Need to remove piggy back and test the close ones again. Guess I assumed they would work, but need to verify...
Perhaps the extra-length of the longer tracks is doing the "job" of a low-value series resistor, attenuating part of any excessive ringing, and other detrimental waveform-deforming events.
Another possibility can be you're luck, and within a real mess of many signal reflections, one of the delays you've choosed just happens to find an almost regular "eye apperture", where the right data pattern can be safelly writen, and read aftewards.

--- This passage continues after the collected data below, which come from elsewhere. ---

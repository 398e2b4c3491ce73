use super::{DbPool, DocumentChunk, UserDocument};
use anyhow::Result;
use chrono::{DateTime, Utc};
use pgvector::Vector;
use sqlx::{FromRow, Row};
use tracing::debug;

use super::models::{DocumentMetadata, DocumentOverview};

pub struct Repository {
    pub pool: DbPool,
}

Should not survive to some temperature fluctuations, thougth...
Ok, back to four chips in parallel (none piggy backed).
PSRAM_SYNC_DATA = true works for first three chips, but not the last.

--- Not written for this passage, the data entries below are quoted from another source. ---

use anyhow::Result;
use config::{Config, ConfigError, Environment, File};
use serde::{Deserialize, Serialize};
use std::path::PathBuf;

#[derive(Debug, Deserialize, Serialize, Clone)]
pub struct Settings {
    pub server: ServerConfig,
    pub security: SecurityConfig,
    pub database: DatabaseConfig,
    pub embedding: EmbeddingConfig,
    pub llm: LlmConfig,
    pub rag: RagConfig,
    pub prompts: PromptsConfig,
    pub limits: LimitsConfig,
    pub retrieval: RetrievalConfig,
    pub reranking: RerankingConfig,
    pub reformulation: ReformulationConfig,
    pub compaction: CompactionConfig,
    pub memory: MemoryConfig,
    pub verification: VerificationConfig,
    pub resilience: ResilienceConfig,
}

#[derive(Debug, Deserialize, Serialize, Clone)]
pub struct ServerConfig {
    pub host: String,
    pub port: u16,
    pub max_connections: usize,
}

#[derive(Debug, Deserialize, Serialize, Clone)]
pub struct SecurityConfig {
    pub allowed_ips: Vec<String>,
    pub custom_headers: CustomHeadersConfig,
    #[serde(default)]
    pub jwt: JwtConfig,
}

#[derive(Debug, Deserialize, Serialize, Clone)]
pub struct JwtConfig {
    pub secret: String,
    pub expiration_seconds: u64,
}

impl Default for JwtConfig {
    fn default() -> Self {
        Self {
            secret: "change-me".to_string(),
            expiration_seconds: 86_400,
        }
    }
}

#[derive(Debug, Deserialize, Serialize, Clone)]
pub struct CustomHeadersConfig {
    pub app_id: String,
    pub api_key: String,
    pub request_signature: String,
    pub timestamp_tolerance: i64,
}

#[derive(Debug, Deserialize, Serialize, Clone)]
pub struct DatabaseConfig {
    pub url: String,
    pub pool_max_size: u32,
    pub pool_timeout_seconds: u64,
}

#[derive(Debug, Deserialize, Serialize, Clone)]
pub struct EmbeddingConfig {
    pub model: String,
    pub base_url: String, // Added base_url for embedding server
    pub dimension: usize,
    #[serde(default)]
    pub api_key: Option<String>,
}

/// Bounds on concurrent work per external dependency, enforced via semaphores.
#[derive(Debug, Deserialize, Serialize, Clone)]
pub struct LimitsConfig {
    pub embedding_concurrency: usize,
    pub db_search_concurrency: usize,
    pub llm_generate_concurrency: usize,
    pub llm_stream_concurrency: usize,
    pub reranker_concurrency: usize,
    pub acquire_timeout_ms: u64,
    pub embedding_batch_size: usize,
}

/// Hybrid retrieval and reciprocal-rank-fusion tuning.
#[derive(Debug, Deserialize, Serialize, Clone)]
pub struct RetrievalConfig {
    pub vector_top_k: usize,
    pub keyword_top_k: usize,
    pub rrf_k: f32,
    pub min_confidence: f32,
    /// Candidate pool fetched per leg before fusion: `max(topK * multiplier, 50)`.
    pub candidates_multiplier: usize,
    /// Soft deadline for the vector+keyword fan-out; a leg that misses it is
    /// dropped rather than failing the whole search.
    pub timeout_ms: u64,
    pub top_k_exploring: usize,
    pub top_k_research: usize,
    pub top_k_learning: usize,
    pub top_k_default: usize,
}

impl RetrievalConfig {
    pub fn top_k_for_mode(&self, mode: crate::services::conversation::PromptMode) -> usize {
        use crate::services::conversation::PromptMode;
        match mode {
            PromptMode::Exploring => self.top_k_exploring,
            PromptMode::Research => self.top_k_research,
            PromptMode::Learning => self.top_k_learning,
            PromptMode::Default => self.top_k_default,
        }
    }
}

#[derive(Debug, Deserialize, Serialize, Clone)]
pub struct RerankingConfig {
    pub enabled: bool,
    pub candidate_pool_size: usize,
    pub final_top_n: usize,
    pub diversity_lambda: f32,
}

#[derive(Debug, Deserialize, Serialize, Clone)]
pub struct ReformulationConfig {
    pub enabled: bool,
    pub source_anchoring_boost: f32,
    pub max_history_turns: usize,
}

#[derive(Debug, Deserialize, Serialize, Clone)]
pub struct CompactionConfig {
    pub enabled: bool,
    pub trigger_pair_count: usize,
    pub keep_recent_pairs: usize,
}

#[derive(Debug, Deserialize, Serialize, Clone)]
pub struct MemoryConfig {
    pub enabled: bool,
    pub max_items_per_session: usize,
    pub min_importance: f32,
}

#[derive(Debug, Deserialize, Serialize, Clone)]
pub struct VerificationConfig {
    pub enabled: bool,
    pub max_iterations: usize,
    pub min_citation_support: f32,
}

#[derive(Debug, Deserialize, Serialize, Clone)]
pub struct ResilienceConfig {
    pub max_retries: u32,
    pub base_backoff_ms: u64,
    pub cold_start_backoff_ms: u64,
    pub circuit_failure_threshold: u32,
    pub circuit_open_duration_secs: u64,
}

#[derive(Debug, Deserialize, Serialize, Clone)]
pub struct LlmConfig {
    pub base_url: String,
    pub timeout_seconds: u64,
    pub max_tokens: usize,
    pub stream_response: bool,
}

#[derive(Debug, Deserialize, Serialize, Clone)]
pub struct RagConfig {
    pub retrieval_top_k: usize,
    pub chunk_size: usize,
    pub chunk_overlap_percentage: f32,
    pub rerank_enabled: bool,
    pub max_context_length: usize,  // Keep for backward compat
    pub max_context_tokens: usize,  // NEW: token-based limit
    pub document_path: String,
}


#[derive(Debug, Deserialize, Serialize, Clone)]
pub struct PromptsConfig {
    pub main_system_prompt: String,
    pub context_extraction_system_prompt: String,
}

impl Settings {
    pub fn load() -> Result<Self> {
        dotenvy::dotenv().ok();
        
        let config = Config::builder()
            .add_source(File::with_name("config/settings").required(true))
            .add_source(
                Environment::with_prefix("APP")
                    .separator("__")
                    .try_parsing(true)
            )
            .build()?;
        
        let settings: Settings = config.try_deserialize()?;
        Ok(settings)
    }
    
    pub fn config_path(&self) -> PathBuf {
        PathBuf::from("config/settings.toml")
    }
}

PSRAM_SYNC_DATA = false works for the last three chips, but not the first...
It's 03:00 o'clock; can't sleep if I can't stop thinking about it...
It's like trying to assemble/repair one helicopter, blindfolded, inside a dark room, based solelly in memories, from a huge pile of blueprints, and manuals.
Too much information, and not any single scope screenshot to guide some musings; hope you agree that's a tough way of thinking about signal integrity, but, anyway...
If you have a pcb with four Psram chips assembled onto it, with their data buses connected in parallel (even worse; interconnected to another pcb), with independent chip selects and clocks, and you're observing that the first three perform under certain conditions, while keeping the fourth-one deselected (aka: muted), and, in another set of tests, the last three are able to perform, while keeping the first-one deselected, my best call is to "hear" what the "muted" chips themselves has to "say", about what "they" are experiencing.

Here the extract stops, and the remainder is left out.